_Collected data entries_.
══════════
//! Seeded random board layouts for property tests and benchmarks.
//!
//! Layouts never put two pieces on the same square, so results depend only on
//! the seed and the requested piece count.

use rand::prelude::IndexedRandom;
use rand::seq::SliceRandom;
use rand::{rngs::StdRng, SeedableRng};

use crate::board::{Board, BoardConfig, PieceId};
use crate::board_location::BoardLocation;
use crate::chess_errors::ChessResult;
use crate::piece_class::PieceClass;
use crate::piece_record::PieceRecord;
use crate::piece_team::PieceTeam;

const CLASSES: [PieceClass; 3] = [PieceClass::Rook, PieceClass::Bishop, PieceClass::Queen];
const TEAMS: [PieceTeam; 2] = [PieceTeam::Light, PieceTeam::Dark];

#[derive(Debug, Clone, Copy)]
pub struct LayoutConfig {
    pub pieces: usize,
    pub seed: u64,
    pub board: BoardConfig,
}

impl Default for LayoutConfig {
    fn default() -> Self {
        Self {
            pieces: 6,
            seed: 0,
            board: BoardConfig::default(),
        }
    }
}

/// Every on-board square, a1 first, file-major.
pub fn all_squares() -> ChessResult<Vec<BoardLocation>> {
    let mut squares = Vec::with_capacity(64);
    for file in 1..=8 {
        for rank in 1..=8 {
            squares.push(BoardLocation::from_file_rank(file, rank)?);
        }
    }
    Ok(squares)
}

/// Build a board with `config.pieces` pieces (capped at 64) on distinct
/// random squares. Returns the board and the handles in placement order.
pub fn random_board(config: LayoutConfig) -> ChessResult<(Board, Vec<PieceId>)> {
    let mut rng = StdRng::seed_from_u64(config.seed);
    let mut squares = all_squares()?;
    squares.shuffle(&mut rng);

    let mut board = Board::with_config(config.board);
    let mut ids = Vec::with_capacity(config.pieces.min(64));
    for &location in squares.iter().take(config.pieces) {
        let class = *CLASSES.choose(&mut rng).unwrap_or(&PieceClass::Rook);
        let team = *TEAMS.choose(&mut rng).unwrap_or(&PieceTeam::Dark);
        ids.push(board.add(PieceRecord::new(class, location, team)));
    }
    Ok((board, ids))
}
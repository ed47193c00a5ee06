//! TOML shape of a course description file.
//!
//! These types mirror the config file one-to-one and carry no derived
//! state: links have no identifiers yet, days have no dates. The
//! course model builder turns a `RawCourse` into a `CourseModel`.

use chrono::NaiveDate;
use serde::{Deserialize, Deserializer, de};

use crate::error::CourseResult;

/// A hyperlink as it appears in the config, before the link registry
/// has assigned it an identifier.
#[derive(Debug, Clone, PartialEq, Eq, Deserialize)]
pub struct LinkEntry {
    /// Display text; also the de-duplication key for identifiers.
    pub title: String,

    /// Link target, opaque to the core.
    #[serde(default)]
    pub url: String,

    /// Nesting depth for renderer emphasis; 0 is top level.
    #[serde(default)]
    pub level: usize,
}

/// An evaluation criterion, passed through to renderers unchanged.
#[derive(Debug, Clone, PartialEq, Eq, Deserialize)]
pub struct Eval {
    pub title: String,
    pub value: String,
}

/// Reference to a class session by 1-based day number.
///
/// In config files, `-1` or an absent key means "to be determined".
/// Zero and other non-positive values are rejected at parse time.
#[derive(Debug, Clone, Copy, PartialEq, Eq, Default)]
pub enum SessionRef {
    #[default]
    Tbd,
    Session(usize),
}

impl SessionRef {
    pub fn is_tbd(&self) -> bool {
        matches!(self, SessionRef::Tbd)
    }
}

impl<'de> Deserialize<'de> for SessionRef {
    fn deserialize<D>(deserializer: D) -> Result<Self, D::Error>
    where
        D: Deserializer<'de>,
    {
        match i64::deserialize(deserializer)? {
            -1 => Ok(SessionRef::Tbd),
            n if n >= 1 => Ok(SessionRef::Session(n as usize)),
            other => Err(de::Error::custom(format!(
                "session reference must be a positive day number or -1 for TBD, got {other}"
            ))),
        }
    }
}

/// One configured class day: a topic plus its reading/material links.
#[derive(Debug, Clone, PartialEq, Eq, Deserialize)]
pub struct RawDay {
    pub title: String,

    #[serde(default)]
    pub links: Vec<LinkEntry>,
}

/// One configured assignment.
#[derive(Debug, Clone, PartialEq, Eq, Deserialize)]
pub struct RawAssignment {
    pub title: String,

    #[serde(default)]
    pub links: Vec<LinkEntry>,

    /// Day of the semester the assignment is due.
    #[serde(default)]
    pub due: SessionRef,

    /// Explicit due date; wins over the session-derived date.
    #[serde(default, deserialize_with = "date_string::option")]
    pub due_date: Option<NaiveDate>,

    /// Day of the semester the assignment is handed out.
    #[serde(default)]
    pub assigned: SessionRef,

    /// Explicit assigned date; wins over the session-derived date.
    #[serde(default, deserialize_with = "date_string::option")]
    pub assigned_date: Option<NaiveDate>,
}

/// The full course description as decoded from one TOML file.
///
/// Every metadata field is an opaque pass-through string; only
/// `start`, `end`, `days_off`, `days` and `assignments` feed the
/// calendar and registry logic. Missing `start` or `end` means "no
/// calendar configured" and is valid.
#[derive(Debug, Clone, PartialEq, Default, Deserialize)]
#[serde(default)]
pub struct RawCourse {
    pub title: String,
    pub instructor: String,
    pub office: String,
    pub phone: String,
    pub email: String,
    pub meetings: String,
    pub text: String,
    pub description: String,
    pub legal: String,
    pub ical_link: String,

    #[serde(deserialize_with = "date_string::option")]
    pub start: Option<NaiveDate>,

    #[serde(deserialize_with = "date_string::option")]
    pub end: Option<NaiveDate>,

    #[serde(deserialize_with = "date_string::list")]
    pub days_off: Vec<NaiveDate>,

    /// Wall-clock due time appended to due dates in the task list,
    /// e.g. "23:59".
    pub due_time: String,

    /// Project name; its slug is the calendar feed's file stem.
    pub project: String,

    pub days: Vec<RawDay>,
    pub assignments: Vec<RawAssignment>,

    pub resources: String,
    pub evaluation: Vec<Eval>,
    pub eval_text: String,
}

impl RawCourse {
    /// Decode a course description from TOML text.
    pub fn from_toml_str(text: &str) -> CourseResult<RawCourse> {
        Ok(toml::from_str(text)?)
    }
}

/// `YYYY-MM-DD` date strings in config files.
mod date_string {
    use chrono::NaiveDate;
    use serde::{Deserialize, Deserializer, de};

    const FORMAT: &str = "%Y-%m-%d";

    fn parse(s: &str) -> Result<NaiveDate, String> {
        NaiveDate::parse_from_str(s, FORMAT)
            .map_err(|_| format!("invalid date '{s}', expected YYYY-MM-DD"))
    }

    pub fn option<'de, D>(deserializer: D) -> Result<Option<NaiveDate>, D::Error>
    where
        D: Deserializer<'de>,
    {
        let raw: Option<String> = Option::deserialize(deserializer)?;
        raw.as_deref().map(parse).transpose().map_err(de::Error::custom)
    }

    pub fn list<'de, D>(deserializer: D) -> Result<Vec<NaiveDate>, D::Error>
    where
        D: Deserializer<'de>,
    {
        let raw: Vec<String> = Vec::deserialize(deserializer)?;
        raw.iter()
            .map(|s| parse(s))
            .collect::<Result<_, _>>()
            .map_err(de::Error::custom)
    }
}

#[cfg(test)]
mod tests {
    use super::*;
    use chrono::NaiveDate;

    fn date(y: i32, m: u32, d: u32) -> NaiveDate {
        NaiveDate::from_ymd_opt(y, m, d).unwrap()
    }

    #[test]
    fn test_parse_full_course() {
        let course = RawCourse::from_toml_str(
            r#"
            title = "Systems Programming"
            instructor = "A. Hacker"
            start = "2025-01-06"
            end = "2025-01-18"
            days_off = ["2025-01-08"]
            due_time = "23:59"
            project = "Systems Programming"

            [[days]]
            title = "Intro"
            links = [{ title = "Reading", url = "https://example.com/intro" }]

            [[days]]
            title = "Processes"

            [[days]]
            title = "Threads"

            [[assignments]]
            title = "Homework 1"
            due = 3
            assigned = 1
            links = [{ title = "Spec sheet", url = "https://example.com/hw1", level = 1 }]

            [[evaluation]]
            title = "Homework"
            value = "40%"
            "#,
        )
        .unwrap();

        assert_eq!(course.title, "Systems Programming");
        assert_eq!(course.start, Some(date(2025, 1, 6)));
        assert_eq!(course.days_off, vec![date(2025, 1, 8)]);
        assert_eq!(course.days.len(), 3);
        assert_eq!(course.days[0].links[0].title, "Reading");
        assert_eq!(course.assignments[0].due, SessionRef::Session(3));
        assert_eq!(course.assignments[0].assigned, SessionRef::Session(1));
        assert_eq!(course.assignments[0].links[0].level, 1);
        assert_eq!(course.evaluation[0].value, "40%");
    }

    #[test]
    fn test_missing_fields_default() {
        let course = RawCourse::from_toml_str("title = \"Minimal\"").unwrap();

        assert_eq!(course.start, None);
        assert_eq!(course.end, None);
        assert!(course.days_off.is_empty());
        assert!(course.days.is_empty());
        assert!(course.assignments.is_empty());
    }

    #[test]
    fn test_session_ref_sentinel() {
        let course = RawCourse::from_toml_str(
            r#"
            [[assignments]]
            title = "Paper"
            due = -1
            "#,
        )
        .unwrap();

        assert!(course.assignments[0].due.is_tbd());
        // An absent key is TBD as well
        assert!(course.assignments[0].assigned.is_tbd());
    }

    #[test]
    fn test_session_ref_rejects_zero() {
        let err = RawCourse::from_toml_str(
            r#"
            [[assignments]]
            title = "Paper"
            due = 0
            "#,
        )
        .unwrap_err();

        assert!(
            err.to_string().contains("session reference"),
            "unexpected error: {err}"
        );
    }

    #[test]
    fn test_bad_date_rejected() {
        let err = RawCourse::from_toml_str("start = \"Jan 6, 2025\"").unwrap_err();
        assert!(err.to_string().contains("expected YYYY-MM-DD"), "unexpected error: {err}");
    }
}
══════════
_Activity_.
All that belongs in the answer is an exact copy of the lines from the start of the records above through the line with "for &location in".

_Response below_.
//! Seeded random board layouts for property tests and benchmarks.
//!
//! Layouts never put two pieces on the same square, so results depend only on
//! the seed and the requested piece count.

use rand::prelude::IndexedRandom;
use rand::seq::SliceRandom;
use rand::{rngs::StdRng, SeedableRng};

use crate::board::{Board, BoardConfig, PieceId};
use crate::board_location::BoardLocation;
use crate::chess_errors::ChessResult;
use crate::piece_class::PieceClass;
use crate::piece_record::PieceRecord;
use crate::piece_team::PieceTeam;

const CLASSES: [PieceClass; 3] = [PieceClass::Rook, PieceClass::Bishop, PieceClass::Queen];
const TEAMS: [PieceTeam; 2] = [PieceTeam::Light, PieceTeam::Dark];

#[derive(Debug, Clone, Copy)]
pub struct LayoutConfig {
    pub pieces: usize,
    pub seed: u64,
    pub board: BoardConfig,
}

impl Default for LayoutConfig {
    fn default() -> Self {
        Self {
            pieces: 6,
            seed: 0,
            board: BoardConfig::default(),
        }
    }
}

/// Every on-board square, a1 first, file-major.
pub fn all_squares() -> ChessResult<Vec<BoardLocation>> {
    let mut squares = Vec::with_capacity(64);
    for file in 1..=8 {
        for rank in 1..=8 {
            squares.push(BoardLocation::from_file_rank(file, rank)?);
        }
    }
    Ok(squares)
}

/// Build a board with `config.pieces` pieces (capped at 64) on distinct
/// random squares. Returns the board and the handles in placement order.
pub fn random_board(config: LayoutConfig) -> ChessResult<(Board, Vec<PieceId>)> {
    let mut rng = StdRng::seed_from_u64(config.seed);
    let mut squares = all_squares()?;
    squares.shuffle(&mut rng);

    let mut board = Board::with_config(config.board);
    let mut ids = Vec::with_capacity(config.pieces.min(64));
    for &location in squares.iter().take(config.pieces) {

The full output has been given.